How to complete this task> Copy the lines below exactly. Start at the first and finish with the line containing "region TEXT NOT".

====

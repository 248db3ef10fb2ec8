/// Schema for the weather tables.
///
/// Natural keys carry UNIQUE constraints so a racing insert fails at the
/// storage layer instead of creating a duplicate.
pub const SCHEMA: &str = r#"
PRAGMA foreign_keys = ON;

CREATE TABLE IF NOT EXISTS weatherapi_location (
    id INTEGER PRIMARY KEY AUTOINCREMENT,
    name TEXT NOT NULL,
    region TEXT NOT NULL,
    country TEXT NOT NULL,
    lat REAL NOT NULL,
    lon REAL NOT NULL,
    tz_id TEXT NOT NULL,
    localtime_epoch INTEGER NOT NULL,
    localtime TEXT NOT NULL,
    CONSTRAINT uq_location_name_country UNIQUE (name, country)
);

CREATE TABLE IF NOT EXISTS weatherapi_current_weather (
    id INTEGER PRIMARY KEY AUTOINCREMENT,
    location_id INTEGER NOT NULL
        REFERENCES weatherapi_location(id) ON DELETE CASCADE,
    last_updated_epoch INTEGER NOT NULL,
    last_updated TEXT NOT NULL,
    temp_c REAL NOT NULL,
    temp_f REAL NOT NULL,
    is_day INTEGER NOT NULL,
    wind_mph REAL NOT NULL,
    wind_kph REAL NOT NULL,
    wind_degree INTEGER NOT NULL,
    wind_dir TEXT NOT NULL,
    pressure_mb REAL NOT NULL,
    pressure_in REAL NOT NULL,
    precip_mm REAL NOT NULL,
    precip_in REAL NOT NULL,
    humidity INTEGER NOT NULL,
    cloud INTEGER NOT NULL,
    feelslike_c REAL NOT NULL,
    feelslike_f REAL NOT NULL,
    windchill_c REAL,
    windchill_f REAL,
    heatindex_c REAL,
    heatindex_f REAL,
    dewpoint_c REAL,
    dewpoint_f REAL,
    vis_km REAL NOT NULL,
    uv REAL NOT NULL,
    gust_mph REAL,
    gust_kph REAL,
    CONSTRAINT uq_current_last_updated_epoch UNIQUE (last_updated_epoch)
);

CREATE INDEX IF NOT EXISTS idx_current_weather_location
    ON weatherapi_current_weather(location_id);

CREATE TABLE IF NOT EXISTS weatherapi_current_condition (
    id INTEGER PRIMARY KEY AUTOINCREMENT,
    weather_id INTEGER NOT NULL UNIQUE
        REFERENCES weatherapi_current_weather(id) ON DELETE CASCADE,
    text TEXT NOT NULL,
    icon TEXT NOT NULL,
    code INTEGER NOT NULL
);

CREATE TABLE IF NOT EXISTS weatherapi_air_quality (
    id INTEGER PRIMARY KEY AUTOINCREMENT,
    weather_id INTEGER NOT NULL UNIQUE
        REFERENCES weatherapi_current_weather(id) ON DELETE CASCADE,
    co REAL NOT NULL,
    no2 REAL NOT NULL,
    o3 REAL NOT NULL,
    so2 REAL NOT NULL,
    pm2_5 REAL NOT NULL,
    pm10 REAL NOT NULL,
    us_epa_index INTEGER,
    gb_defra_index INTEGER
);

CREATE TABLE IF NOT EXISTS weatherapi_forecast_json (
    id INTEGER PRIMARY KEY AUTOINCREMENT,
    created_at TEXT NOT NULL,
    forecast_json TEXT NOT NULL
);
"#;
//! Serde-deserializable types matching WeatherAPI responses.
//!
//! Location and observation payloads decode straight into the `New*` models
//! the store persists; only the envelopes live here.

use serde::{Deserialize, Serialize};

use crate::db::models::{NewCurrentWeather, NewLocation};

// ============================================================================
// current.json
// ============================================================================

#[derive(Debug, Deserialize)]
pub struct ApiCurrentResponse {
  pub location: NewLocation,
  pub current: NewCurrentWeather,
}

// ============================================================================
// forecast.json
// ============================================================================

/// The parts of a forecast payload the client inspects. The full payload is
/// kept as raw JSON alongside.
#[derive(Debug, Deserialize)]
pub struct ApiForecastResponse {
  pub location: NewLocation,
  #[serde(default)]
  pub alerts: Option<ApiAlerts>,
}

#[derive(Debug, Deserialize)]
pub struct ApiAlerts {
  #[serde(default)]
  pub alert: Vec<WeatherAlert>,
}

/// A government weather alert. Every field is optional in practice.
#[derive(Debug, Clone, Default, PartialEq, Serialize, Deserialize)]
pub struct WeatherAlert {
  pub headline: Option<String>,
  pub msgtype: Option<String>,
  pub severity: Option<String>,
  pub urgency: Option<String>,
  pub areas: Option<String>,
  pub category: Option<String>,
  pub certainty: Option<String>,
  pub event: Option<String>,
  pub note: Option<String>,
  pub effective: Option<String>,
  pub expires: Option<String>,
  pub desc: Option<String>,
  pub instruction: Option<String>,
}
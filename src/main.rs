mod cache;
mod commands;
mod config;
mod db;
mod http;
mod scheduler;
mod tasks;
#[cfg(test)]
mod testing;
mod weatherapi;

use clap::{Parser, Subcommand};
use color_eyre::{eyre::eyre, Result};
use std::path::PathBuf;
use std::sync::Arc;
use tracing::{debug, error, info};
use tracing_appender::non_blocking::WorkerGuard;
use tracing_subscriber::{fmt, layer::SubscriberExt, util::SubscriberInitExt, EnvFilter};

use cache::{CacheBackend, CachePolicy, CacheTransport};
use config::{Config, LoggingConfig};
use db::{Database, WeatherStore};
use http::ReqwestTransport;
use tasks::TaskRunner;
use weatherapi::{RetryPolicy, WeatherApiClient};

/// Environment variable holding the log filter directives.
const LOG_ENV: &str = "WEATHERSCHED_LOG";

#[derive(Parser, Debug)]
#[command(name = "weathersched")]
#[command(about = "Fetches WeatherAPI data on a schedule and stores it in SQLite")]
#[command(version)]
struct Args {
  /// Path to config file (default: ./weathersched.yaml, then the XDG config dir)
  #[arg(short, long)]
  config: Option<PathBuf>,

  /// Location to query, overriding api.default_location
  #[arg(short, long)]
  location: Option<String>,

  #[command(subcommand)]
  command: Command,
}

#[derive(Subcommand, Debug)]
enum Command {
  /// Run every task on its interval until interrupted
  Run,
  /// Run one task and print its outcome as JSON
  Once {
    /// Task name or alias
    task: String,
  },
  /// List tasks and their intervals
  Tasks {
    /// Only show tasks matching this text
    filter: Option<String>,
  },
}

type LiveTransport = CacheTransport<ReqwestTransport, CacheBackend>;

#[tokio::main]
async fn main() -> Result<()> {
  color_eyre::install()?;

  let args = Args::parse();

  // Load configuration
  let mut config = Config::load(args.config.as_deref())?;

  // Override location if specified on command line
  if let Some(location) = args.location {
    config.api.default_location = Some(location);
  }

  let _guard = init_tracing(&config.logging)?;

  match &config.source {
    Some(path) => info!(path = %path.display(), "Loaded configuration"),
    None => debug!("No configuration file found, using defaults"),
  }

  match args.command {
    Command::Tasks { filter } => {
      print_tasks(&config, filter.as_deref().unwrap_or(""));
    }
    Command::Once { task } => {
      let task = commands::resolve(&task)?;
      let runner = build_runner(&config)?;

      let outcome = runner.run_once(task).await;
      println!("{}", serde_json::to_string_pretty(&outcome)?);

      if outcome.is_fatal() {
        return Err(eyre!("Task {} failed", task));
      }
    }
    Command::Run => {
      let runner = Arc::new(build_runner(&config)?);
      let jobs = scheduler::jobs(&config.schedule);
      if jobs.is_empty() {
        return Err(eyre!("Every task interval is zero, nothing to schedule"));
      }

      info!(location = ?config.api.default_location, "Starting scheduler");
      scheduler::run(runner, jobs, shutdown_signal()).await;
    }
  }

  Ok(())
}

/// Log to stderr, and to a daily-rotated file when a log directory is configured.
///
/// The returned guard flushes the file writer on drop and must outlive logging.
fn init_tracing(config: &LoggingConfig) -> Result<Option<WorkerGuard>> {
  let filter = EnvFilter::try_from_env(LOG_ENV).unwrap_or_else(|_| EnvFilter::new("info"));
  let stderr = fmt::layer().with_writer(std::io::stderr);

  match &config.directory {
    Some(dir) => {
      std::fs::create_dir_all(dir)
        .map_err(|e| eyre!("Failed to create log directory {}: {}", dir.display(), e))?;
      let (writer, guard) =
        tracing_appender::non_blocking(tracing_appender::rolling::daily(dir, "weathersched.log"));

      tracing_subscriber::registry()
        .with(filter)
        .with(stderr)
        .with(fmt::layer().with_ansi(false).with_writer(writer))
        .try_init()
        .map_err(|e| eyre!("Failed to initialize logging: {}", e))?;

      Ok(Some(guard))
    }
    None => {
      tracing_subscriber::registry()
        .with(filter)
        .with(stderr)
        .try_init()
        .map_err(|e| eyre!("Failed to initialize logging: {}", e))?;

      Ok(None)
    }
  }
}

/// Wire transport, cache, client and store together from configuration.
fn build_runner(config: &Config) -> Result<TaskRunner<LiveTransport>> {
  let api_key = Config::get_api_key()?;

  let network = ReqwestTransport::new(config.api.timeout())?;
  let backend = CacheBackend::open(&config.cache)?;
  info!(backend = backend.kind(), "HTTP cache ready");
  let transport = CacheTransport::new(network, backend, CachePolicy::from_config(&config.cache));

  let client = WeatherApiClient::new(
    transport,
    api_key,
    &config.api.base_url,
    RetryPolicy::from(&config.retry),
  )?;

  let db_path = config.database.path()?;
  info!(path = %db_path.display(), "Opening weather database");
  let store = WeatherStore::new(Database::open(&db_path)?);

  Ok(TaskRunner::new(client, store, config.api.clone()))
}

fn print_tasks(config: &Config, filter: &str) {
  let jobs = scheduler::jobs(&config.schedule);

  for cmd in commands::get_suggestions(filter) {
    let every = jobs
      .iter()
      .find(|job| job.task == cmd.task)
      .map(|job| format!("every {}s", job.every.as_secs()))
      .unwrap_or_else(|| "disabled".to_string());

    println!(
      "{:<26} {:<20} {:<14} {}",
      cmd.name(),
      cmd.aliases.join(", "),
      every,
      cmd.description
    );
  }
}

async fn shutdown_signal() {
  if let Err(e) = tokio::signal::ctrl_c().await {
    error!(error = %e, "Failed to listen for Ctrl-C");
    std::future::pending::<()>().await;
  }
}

====

Answer area>
repository 248db3ef10fb2ec8
/// Schema for the weather tables.
///
/// Natural keys carry UNIQUE constraints so a racing insert fails at the
/// storage layer instead of creating a duplicate.
pub const SCHEMA: &str = r#"
PRAGMA foreign_keys = ON;

CREATE TABLE IF NOT EXISTS weatherapi_location (
    id INTEGER PRIMARY KEY AUTOINCREMENT,
    name TEXT NOT NULL,
    region TEXT NOT NULL,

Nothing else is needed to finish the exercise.